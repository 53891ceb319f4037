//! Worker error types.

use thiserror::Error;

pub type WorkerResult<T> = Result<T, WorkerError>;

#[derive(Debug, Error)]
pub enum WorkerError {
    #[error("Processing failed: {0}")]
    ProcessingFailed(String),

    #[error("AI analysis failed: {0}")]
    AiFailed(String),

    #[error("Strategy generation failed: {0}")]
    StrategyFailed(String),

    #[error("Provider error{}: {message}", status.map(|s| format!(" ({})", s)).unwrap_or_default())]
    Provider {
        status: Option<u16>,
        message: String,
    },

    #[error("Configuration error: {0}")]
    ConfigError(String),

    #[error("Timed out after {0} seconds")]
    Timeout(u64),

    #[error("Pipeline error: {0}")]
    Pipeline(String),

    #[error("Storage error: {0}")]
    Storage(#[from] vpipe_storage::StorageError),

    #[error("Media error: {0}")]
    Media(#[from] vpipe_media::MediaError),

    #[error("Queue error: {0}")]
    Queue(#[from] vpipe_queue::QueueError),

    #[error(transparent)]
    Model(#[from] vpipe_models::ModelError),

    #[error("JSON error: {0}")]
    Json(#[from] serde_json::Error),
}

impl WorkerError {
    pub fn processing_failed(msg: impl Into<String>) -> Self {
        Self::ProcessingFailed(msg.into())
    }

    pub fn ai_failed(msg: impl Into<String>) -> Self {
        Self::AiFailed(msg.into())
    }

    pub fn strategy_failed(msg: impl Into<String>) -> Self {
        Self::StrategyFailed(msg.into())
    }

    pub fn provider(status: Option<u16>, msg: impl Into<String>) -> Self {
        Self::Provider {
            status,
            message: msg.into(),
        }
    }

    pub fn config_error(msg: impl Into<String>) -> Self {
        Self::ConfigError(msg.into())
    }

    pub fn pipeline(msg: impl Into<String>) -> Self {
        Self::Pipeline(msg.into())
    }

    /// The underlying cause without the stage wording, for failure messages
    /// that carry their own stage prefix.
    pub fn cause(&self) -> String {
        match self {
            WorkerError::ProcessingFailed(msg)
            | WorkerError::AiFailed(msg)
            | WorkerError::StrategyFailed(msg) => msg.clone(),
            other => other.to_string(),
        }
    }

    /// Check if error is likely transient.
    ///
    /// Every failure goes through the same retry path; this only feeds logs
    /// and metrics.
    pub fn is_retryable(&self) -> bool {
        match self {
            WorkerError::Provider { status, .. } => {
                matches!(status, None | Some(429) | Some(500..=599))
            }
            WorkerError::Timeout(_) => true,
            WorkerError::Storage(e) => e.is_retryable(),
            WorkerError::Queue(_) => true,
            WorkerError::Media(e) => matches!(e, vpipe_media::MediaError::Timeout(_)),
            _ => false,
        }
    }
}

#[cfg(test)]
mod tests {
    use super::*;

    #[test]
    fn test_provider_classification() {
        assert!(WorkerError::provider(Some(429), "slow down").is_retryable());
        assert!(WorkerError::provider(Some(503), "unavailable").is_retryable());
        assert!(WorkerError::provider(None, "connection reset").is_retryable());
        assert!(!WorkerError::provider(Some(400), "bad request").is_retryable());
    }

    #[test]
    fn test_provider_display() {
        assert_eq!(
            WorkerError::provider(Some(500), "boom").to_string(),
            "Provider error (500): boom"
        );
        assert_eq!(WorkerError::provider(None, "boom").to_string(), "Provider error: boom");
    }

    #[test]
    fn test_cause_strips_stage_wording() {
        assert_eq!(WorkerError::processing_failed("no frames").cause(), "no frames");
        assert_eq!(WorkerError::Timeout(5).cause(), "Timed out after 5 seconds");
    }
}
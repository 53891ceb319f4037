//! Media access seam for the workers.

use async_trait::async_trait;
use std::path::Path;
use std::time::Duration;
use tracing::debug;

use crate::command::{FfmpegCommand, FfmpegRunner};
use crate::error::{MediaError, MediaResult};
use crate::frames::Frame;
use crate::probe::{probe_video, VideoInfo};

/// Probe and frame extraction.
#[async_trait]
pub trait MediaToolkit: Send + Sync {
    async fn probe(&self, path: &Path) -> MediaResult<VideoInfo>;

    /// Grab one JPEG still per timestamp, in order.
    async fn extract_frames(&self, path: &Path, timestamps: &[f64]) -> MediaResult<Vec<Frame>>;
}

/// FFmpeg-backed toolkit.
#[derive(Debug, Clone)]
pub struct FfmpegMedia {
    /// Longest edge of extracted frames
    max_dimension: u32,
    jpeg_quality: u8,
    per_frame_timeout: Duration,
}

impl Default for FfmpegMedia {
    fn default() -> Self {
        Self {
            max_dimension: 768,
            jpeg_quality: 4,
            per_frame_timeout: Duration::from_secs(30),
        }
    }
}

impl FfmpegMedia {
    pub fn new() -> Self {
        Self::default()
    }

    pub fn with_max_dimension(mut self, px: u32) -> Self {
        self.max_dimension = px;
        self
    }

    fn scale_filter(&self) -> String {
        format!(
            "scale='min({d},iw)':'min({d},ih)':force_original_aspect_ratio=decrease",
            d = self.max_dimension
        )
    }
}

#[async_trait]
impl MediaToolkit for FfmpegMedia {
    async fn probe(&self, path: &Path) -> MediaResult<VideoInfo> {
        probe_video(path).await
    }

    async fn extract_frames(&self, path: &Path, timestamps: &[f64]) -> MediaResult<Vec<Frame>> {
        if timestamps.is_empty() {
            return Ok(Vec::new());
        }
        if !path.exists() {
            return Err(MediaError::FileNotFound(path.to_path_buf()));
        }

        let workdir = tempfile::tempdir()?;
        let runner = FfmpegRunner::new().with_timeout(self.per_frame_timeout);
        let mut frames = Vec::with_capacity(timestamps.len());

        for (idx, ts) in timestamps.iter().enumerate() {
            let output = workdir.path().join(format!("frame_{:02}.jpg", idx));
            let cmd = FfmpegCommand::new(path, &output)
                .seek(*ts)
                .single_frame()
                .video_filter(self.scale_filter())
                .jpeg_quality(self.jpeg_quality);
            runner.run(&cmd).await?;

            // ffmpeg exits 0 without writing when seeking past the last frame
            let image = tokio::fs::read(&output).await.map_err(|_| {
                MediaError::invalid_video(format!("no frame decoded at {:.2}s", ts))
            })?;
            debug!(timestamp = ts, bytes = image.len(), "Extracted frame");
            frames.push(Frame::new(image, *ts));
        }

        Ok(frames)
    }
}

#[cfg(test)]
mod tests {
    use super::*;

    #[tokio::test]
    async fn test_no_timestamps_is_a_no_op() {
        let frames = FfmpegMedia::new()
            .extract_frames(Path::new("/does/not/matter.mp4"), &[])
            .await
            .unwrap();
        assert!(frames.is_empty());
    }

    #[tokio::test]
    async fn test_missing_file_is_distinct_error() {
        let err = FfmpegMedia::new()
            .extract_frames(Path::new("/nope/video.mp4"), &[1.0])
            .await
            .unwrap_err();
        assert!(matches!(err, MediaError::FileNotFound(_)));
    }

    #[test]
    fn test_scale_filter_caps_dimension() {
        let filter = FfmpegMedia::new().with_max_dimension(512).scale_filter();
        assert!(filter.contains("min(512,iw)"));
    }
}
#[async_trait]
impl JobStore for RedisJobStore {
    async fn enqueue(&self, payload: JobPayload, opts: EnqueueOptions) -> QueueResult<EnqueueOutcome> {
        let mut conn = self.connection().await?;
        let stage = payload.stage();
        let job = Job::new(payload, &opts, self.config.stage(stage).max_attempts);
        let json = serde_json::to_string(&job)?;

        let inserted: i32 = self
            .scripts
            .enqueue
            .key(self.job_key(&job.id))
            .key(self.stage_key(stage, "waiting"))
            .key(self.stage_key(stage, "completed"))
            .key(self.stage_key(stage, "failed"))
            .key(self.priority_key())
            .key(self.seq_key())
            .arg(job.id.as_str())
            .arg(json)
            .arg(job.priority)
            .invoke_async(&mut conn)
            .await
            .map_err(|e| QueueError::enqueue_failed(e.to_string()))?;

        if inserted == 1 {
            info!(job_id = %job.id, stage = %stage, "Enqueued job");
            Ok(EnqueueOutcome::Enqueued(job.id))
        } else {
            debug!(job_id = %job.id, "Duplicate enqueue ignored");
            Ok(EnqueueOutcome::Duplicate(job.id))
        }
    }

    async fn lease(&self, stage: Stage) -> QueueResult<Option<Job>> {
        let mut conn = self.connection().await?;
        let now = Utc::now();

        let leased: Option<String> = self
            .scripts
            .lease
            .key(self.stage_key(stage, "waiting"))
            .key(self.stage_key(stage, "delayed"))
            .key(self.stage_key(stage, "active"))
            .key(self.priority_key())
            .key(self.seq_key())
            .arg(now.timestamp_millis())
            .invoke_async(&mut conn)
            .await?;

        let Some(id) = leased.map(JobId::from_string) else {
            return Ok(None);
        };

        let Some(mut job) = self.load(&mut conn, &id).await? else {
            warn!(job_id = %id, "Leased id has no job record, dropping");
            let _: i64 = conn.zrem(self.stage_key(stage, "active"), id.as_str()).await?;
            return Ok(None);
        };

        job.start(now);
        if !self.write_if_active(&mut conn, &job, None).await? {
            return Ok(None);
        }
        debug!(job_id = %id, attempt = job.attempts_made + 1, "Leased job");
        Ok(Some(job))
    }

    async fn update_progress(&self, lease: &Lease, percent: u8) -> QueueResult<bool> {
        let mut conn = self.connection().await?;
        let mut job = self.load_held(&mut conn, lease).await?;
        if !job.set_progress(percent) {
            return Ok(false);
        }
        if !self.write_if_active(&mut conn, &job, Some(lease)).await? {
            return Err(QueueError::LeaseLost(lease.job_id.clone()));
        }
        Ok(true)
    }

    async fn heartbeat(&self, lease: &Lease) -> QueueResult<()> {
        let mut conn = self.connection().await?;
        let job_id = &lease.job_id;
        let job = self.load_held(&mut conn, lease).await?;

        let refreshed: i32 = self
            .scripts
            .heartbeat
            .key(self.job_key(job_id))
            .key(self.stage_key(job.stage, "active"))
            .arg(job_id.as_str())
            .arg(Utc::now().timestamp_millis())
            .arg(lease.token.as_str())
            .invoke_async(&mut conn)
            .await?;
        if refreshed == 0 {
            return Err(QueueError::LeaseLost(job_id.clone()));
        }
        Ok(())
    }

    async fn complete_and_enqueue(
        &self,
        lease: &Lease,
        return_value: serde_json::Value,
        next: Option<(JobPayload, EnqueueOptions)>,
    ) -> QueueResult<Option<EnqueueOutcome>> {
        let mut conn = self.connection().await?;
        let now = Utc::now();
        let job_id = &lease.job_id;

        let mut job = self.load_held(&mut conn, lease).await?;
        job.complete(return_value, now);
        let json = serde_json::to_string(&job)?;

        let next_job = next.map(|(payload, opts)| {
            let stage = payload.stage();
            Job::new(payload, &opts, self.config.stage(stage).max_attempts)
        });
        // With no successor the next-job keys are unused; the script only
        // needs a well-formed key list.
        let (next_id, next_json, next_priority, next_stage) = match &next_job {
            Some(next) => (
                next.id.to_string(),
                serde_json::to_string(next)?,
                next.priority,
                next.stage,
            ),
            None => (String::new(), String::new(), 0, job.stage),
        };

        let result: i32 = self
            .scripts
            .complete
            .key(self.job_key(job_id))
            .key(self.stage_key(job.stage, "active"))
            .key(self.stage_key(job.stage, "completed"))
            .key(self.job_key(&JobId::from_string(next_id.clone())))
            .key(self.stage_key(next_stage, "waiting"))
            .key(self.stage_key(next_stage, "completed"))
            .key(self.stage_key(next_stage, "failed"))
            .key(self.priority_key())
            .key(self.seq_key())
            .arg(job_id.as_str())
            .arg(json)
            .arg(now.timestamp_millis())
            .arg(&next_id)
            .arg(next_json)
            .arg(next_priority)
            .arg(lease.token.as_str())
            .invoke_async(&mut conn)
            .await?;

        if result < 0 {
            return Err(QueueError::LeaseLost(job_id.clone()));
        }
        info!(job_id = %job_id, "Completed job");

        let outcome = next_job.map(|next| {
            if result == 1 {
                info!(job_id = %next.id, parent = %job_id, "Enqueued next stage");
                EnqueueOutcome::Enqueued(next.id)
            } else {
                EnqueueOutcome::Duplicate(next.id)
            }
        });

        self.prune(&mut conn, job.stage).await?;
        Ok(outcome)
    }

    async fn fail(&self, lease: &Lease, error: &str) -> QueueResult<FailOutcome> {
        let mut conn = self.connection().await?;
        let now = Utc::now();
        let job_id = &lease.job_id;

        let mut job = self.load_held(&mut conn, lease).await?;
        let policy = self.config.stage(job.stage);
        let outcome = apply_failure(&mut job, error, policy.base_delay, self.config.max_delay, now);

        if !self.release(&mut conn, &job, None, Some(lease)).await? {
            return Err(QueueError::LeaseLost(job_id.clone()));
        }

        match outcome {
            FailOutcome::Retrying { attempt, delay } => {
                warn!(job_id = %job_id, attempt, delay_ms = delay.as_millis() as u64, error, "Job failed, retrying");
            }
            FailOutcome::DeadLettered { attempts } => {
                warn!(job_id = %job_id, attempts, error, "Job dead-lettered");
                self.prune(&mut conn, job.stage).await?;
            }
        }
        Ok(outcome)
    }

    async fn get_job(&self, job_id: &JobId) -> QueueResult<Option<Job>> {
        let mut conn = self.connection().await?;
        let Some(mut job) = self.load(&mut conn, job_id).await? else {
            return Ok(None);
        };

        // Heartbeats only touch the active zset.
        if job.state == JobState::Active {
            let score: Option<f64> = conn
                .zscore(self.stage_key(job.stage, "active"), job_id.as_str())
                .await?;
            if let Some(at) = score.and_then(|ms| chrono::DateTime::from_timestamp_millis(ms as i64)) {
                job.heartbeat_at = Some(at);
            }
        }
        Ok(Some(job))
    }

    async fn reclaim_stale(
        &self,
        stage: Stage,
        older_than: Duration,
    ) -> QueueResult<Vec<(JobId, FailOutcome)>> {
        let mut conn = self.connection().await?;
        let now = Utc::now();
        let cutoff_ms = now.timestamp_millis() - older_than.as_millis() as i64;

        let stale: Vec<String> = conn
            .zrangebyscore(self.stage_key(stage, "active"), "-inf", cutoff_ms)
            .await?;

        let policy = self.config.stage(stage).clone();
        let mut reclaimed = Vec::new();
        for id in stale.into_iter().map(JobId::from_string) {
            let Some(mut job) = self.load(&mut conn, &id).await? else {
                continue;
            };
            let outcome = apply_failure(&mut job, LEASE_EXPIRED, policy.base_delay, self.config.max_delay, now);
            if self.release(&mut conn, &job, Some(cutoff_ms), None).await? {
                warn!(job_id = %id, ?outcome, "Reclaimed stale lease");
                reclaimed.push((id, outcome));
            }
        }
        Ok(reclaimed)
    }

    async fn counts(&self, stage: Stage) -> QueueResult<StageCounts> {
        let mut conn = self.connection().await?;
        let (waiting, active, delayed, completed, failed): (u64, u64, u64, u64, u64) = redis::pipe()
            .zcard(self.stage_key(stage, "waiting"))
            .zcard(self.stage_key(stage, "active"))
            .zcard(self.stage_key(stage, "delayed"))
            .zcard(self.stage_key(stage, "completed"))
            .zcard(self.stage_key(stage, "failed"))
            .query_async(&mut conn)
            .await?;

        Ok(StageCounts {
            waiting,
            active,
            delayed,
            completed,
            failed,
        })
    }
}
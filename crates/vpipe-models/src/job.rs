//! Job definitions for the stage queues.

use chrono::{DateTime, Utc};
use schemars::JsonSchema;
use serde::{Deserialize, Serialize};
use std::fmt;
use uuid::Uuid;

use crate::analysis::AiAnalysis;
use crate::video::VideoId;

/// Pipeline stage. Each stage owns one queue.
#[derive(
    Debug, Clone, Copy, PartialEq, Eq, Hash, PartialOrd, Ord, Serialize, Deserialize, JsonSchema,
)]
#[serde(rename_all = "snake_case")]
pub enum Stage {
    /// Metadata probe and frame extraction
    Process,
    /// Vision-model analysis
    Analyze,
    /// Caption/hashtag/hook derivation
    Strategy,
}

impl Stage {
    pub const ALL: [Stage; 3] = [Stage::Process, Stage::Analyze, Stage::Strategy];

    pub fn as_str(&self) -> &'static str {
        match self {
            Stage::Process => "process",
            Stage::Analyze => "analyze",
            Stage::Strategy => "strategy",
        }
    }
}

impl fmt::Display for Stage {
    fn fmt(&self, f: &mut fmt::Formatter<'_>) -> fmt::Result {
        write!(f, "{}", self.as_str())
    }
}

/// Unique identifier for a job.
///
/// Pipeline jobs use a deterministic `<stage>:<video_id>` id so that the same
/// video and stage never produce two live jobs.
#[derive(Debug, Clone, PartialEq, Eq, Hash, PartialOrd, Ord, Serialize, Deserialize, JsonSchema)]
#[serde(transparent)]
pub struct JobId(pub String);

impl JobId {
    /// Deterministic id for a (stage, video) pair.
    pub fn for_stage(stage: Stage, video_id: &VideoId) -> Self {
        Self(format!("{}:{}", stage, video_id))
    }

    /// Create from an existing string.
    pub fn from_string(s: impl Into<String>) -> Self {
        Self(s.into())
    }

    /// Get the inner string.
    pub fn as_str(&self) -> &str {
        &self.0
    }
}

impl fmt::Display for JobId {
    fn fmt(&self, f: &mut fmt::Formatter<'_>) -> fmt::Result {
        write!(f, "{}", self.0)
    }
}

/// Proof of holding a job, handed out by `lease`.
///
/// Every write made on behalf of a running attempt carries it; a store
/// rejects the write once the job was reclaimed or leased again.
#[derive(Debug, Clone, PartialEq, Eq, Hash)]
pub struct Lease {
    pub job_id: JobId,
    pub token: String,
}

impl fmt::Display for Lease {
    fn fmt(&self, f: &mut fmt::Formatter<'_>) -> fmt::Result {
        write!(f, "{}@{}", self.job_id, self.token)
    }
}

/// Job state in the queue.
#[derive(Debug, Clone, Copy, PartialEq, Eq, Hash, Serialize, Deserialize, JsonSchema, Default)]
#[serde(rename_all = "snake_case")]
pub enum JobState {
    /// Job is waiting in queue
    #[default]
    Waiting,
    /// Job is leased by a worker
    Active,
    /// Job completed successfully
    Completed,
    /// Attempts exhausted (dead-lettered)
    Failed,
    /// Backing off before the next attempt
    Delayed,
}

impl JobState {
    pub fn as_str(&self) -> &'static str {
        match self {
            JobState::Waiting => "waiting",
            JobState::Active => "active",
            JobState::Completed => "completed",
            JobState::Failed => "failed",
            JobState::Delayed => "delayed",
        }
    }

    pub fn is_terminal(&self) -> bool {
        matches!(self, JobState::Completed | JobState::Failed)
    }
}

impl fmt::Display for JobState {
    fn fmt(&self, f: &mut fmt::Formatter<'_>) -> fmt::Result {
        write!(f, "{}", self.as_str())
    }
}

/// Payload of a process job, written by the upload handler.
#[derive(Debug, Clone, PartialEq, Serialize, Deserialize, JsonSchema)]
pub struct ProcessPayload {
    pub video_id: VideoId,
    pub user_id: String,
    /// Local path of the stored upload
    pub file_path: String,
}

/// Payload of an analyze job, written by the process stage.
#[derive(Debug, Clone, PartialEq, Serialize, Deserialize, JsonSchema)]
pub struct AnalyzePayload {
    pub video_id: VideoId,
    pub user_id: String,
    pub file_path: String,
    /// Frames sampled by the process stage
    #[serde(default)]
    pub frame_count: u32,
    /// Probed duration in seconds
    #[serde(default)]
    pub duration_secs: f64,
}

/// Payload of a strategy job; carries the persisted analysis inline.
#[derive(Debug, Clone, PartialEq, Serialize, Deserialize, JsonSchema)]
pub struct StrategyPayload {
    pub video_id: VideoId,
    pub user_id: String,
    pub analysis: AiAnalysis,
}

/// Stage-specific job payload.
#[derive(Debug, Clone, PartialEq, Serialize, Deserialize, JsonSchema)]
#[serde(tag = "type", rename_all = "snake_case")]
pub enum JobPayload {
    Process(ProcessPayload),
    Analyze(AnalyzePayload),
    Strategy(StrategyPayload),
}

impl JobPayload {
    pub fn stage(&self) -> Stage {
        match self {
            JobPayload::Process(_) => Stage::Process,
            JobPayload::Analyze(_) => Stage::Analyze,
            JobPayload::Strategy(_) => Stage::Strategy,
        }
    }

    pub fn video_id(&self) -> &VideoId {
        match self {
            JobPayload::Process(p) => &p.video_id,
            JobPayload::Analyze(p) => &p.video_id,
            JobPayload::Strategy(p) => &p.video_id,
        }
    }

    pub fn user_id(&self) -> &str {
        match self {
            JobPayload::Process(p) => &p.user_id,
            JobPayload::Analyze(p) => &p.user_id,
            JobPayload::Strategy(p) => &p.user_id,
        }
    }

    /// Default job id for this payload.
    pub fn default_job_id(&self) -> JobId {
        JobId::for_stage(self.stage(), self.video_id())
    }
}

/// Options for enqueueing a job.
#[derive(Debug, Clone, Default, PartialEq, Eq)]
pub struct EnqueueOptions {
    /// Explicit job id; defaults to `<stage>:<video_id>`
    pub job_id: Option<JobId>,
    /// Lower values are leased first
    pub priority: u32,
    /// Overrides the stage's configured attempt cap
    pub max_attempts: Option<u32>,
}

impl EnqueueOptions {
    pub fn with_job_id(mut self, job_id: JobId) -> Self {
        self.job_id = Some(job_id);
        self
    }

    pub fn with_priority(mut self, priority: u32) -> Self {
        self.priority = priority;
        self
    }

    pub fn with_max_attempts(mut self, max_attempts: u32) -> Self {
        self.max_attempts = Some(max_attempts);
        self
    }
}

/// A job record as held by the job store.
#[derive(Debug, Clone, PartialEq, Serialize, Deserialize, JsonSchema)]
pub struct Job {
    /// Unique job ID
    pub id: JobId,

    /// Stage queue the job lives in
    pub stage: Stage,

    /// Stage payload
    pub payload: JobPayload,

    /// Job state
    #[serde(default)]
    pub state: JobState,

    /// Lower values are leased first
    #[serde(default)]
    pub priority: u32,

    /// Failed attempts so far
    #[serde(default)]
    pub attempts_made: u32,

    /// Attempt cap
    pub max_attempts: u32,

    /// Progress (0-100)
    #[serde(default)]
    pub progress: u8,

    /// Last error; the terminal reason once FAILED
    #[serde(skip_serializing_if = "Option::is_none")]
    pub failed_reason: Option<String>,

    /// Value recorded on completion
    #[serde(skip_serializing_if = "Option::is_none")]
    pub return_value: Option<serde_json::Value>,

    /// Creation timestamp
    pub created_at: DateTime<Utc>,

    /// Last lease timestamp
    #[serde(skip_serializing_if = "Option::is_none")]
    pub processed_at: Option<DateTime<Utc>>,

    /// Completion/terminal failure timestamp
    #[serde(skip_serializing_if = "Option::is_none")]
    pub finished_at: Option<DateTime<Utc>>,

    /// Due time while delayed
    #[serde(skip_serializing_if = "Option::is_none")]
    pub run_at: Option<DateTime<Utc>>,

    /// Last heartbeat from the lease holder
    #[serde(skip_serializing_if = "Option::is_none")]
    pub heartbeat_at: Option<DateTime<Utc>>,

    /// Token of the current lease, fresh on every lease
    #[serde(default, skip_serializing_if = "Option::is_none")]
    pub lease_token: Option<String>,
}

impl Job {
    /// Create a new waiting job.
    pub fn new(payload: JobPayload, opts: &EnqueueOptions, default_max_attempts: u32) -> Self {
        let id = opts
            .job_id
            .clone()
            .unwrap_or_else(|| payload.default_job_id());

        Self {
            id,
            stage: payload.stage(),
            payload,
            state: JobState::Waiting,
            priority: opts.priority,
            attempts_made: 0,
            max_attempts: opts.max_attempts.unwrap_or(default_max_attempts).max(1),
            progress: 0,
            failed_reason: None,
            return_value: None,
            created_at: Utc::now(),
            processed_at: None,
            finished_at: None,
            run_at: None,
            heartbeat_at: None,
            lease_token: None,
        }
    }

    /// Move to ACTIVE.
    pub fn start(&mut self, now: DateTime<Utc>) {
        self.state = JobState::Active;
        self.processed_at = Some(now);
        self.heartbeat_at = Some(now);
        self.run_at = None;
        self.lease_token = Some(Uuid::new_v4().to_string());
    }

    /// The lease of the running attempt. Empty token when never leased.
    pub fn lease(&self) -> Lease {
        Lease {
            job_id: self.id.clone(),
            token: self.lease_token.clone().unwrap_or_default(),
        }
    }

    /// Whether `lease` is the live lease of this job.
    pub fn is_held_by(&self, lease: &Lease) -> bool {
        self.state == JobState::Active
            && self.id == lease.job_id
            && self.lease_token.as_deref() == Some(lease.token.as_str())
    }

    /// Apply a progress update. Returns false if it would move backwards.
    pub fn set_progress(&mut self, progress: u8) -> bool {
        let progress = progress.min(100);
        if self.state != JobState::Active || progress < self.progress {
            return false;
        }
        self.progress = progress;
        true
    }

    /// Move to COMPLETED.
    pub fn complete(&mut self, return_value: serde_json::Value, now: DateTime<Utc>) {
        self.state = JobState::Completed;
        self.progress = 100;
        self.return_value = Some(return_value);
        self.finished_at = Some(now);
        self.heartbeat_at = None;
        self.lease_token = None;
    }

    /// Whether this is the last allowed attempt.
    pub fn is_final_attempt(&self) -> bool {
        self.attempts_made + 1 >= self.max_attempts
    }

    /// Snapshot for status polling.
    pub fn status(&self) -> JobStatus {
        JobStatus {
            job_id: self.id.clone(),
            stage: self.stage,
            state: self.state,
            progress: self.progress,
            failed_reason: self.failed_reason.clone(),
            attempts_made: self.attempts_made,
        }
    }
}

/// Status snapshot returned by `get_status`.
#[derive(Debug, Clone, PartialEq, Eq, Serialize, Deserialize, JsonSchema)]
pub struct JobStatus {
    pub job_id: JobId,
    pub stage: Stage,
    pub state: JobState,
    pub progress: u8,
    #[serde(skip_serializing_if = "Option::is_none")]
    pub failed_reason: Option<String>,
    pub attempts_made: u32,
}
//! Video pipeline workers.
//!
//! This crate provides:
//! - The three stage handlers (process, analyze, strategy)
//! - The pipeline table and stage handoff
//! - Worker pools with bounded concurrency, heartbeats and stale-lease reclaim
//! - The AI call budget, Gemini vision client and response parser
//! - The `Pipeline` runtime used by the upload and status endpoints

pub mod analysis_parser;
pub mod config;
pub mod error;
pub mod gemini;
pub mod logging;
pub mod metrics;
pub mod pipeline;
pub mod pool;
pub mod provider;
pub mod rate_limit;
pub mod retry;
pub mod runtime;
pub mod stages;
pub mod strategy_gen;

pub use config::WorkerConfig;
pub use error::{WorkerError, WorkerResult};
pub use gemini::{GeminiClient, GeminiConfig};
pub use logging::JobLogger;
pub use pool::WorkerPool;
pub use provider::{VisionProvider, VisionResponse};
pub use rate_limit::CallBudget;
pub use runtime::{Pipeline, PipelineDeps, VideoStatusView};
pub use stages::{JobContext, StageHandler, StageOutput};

==================================================

## Exercise brief
If a line in the entries contains the word "PartialOrd", copy that line out.

## Solution to this task
    Debug, Clone, Copy, PartialEq, Eq, Hash, PartialOrd, Ord, Serialize, Deserialize, JsonSchema,
#[derive(Debug, Clone, PartialEq, Eq, Hash, PartialOrd, Ord, Serialize, Deserialize, JsonSchema)]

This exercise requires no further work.